Christophe Galati

I try to recreate the history of the video game, at my level

Building on the success of his game Save me Mr Tako: Tasukete Tako-San (2018), Christophe Galati is the first video game creator to have participated in an art residency at the Kyoto Villa Kujoyama. After five months in Japan, this 24-year-old independent designer has secretly continued working on his new project…

Published on 01/10/2019

2 min

Christophe Galati
Christophe Galati
© DR

What is your perspective on the French video game industry today?

The world of independent French video games has never been as vast as it is today, in terms of both artistic and technical content. There are fewer barriers to creation: many training courses and online resources exist to learn how to make games. This is a real opportunity: it means a variety of creators are able to express themselves. Of course there are always financing and distribution issues which can make it difficult to experience independent games, but now this type of creation is getting more attention. And that's great.

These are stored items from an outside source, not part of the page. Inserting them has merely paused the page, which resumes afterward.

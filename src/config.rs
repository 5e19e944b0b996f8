// SPDX-FileCopyrightText: 2025 Hyperpolymath
// SPDX-License-Identifier: PMPL-1.0-or-later

//! Configuration for the storefront form guard.
//!
//! Defaults match the limiters the storefront forms are wired with:
//! newsletter 3 per minute, checkout 3 per five minutes, login 5 per
//! fifteen minutes.

use crate::error::ConfigError;
use serde::{Deserialize, Serialize};
use std::path::{Path, PathBuf};

/// Top-level configuration.
#[derive(Debug, Clone, Serialize, Deserialize)]
pub struct Config {
    /// Path of the file-backed store (default: .storefront-guard/store.json)
    #[serde(default = "default_store_path")]
    pub store_path: PathBuf,

    /// Namespace prepended to every limiter key in the store (default: rate_limit_)
    #[serde(default = "default_key_prefix")]
    pub key_prefix: String,

    /// Per-form rate limits
    #[serde(default)]
    pub limits: LimitsConfig,
}

/// Sliding-window limit for one logical action.
#[derive(Debug, Clone, Copy, PartialEq, Eq, Serialize, Deserialize)]
pub struct RateLimitRule {
    /// Attempts allowed inside one window
    pub max_attempts: u32,
    /// Window length in milliseconds
    pub window_ms: u64,
}

/// Limits for the forms the guard protects.
#[derive(Debug, Clone, Serialize, Deserialize)]
pub struct LimitsConfig {
    /// Newsletter signup (default: 3 per 60s)
    #[serde(default = "default_newsletter")]
    pub newsletter: RateLimitRule,

    /// Checkout submission (default: 3 per 300s)
    #[serde(default = "default_checkout")]
    pub checkout: RateLimitRule,

    /// Login (default: 5 per 900s)
    #[serde(default = "default_login")]
    pub login: RateLimitRule,
}

fn default_store_path() -> PathBuf {
    PathBuf::from(".storefront-guard/store.json")
}

fn default_key_prefix() -> String {
    "rate_limit_".to_string()
}

fn default_newsletter() -> RateLimitRule {
    RateLimitRule::new(3, 60_000)
}

fn default_checkout() -> RateLimitRule {
    RateLimitRule::new(3, 300_000)
}

fn default_login() -> RateLimitRule {
    RateLimitRule::new(5, 900_000)
}

impl Default for Config {
    fn default() -> Self {
        Self {
            store_path: default_store_path(),
            key_prefix: default_key_prefix(),
            limits: LimitsConfig::default(),
        }
    }
}

impl Default for LimitsConfig {
    fn default() -> Self {
        Self {
            newsletter: default_newsletter(),
            checkout: default_checkout(),
            login: default_login(),
        }
    }
}

impl RateLimitRule {
    pub const fn new(max_attempts: u32, window_ms: u64) -> Self {
        Self {
            max_attempts,
            window_ms,
        }
    }
}

impl Config {
    /// Load configuration from a JSON file. Missing fields take defaults.
    pub fn from_file(path: impl AsRef<Path>) -> Result<Self, ConfigError> {
        let contents = std::fs::read_to_string(path)?;
        let config: Config = serde_json::from_str(&contents)?;
        config.validate()?;
        Ok(config)
    }

    /// Defaults overridden by environment variables.
    ///
    /// - `STOREFRONT_GUARD_STORE_PATH`, `STOREFRONT_GUARD_KEY_PREFIX`
    /// - `NEWSLETTER_MAX_ATTEMPTS`, `NEWSLETTER_WINDOW_MS`
    /// - `CHECKOUT_MAX_ATTEMPTS`, `CHECKOUT_WINDOW_MS`
    /// - `LOGIN_MAX_ATTEMPTS`, `LOGIN_WINDOW_MS`
    pub fn from_env() -> Result<Self, ConfigError> {
        Self::default().with_overrides(|name| std::env::var(name).ok())
    }

    /// Apply overrides from an arbitrary variable lookup.
    pub fn with_overrides<F>(mut self, lookup: F) -> Result<Self, ConfigError>
    where
        F: Fn(&str) -> Option<String>,
    {
        if let Some(path) = lookup("STOREFRONT_GUARD_STORE_PATH") {
            self.store_path = PathBuf::from(path);
        }
        if let Some(prefix) = lookup("STOREFRONT_GUARD_KEY_PREFIX") {
            self.key_prefix = prefix;
        }

        override_rule(&mut self.limits.newsletter, "NEWSLETTER", &lookup)?;
        override_rule(&mut self.limits.checkout, "CHECKOUT", &lookup)?;
        override_rule(&mut self.limits.login, "LOGIN", &lookup)?;

        self.validate()?;
        Ok(self)
    }

    /// Reject limits that could never admit a submission.
    pub fn validate(&self) -> Result<(), ConfigError> {
        for (name, rule) in [
            ("newsletter", &self.limits.newsletter),
            ("checkout", &self.limits.checkout),
            ("login", &self.limits.login),
        ] {
            if rule.max_attempts == 0 {
                return Err(ConfigError::Invalid(format!(
                    "{name}: max_attempts must be positive"
                )));
            }
            if rule.window_ms == 0 {
                return Err(ConfigError::Invalid(format!(
                    "{name}: window_ms must be positive"
                )));
            }
        }
        Ok(())
    }
}

fn override_rule<F>(rule: &mut RateLimitRule, prefix: &str, lookup: &F) -> Result<(), ConfigError>
where
    F: Fn(&str) -> Option<String>,
{
    let attempts_var = format!("{prefix}_MAX_ATTEMPTS");
    if let Some(raw) = lookup(&attempts_var) {
        rule.max_attempts = raw
            .trim()
            .parse()
            .map_err(|_| ConfigError::Invalid(format!("{attempts_var}: not an integer: {raw}")))?;
    }

    let window_var = format!("{prefix}_WINDOW_MS");
    if let Some(raw) = lookup(&window_var) {
        rule.window_ms = raw
            .trim()
            .parse()
            .map_err(|_| ConfigError::Invalid(format!("{window_var}: not an integer: {raw}")))?;
    }

    Ok(())
}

In the mid and late 2000s, this sector was seen as a breeding ground for creativity which encouraged risk-taking... Today, that audacity seems to have given way to the rehashing of successful tropes, with lots of games which are homages to different existing genres. Save me Mr Tako falls into this category. What is your opinion on this trend?

All kinds of things are being made. The fact that there are so many tributes is probably revealing of the fact that many creators do not see themselves reflected in today's games. We all have our own Proustian “madeleines”, and we all want to recreate those nostalgic games as best we can, but using our own themes. Even in this retro movement, video games, in my opinion, are paving the way for new aesthetics and new techniques. I am thinking in particular of the revival of immersive experiences, using virtual reality or short interactive games, which are now increasingly found in museums. I think there are still new things to be done, and that's why I am working in this field.

The residency was also a spiritual retreat for me: as an artist, I was able to take the necessary quality time to reflect on what I wanted to express and convey.

You were the first video game creator to undertake a residency at the Villa Kujoyama. How did that come about?

I discovered artistic residencies quite recently, in a documentary about Villa Médicis on Arte. I find the idea of letting artists work in inspiring places very interesting. In the video game sector, I believe we have even fewer opportunities than artists in other fields to focus on our creation. Why not try the experience out and seize the opportunity? I applied for the Villa Médicis but I wasn’t chosen. Then I discovered the Villa Kujoyama in Japan: I was all the more excited because Japan is a source of great inspiration for me! I sent in my application without getting my hopes up, because I knew it would be a first if it happened... and it did!

The Villa Kujoyama provides artists with a studio in the Villa in Kyoto, a monthly stipend and a plane ticket. They do everything they can so the artists are independent and can focus on their creative processes. It’s a precious opportunity! For example, for my first game, I had a full-time job during the day and I was working on my game at night, on my free time. Of course, there are some subsidies which make it possible to finance productions — such as those offered by the French National Centre for Cinema and Animation — but sometimes you have to put up half of the total budget: not everyone can do that. Artistic residences have a real role to play.


Did those five months in Japan change the way you work?

I couldn’t dream of a better way to start my new project. I took the time for a real pre-production process. Usually you have to make a prototype of the game to get funding. Here, I was able to take the time to reflect on the universe, create a strong base… while being on the ground, in Japan. Since my game is in a very Japanese style, I was able to discover the references present in the games that inspire me. I was able to go and see performances by Geisha apprentices, known as maiko. I got used to the Japanese daily routine. Being in residence also allowed me to draw inspiration from the other artists present: dancers, architects, writers... We were able to compare our artistic processes.

The residency was also a spiritual retreat for me: as an artist, I was able to take the necessary quality time to reflect on what I wanted to express and convey. It was definitely a turning point in my creative journey!


What are your current projects?

Soon I hope to release an update of Save me Mr Tako, and I’m continuing to work on the video game I started at the Villa Kujoyama. It will be a role play incorporating phases of action which unfold in real time. For now, I’m calling it Project Himitsu. Himitsu means "secret" in Japanese. It’s a code name, but it also reflects the theme of the game, which will deal with secrets and the consequences they can have – for people and for the world. Visually, this project is similar to the approach I took in Save me Mr Tako-- the idea is to pay tribute to a specific Japanese aesthetic: Tako was a tribute to the Game Boy; Project Himitsu is the logical next step, this time influenced by the aesthetic of the Game Boy Advance. I try to recreate the history of the video game, at my level.

Rencontre avec Christophe Galati
The Institut français and the project

In 2019, Christophe Galati spent time at the Villa Kujoyama, a residency for artists in Japan supported by the Institut français.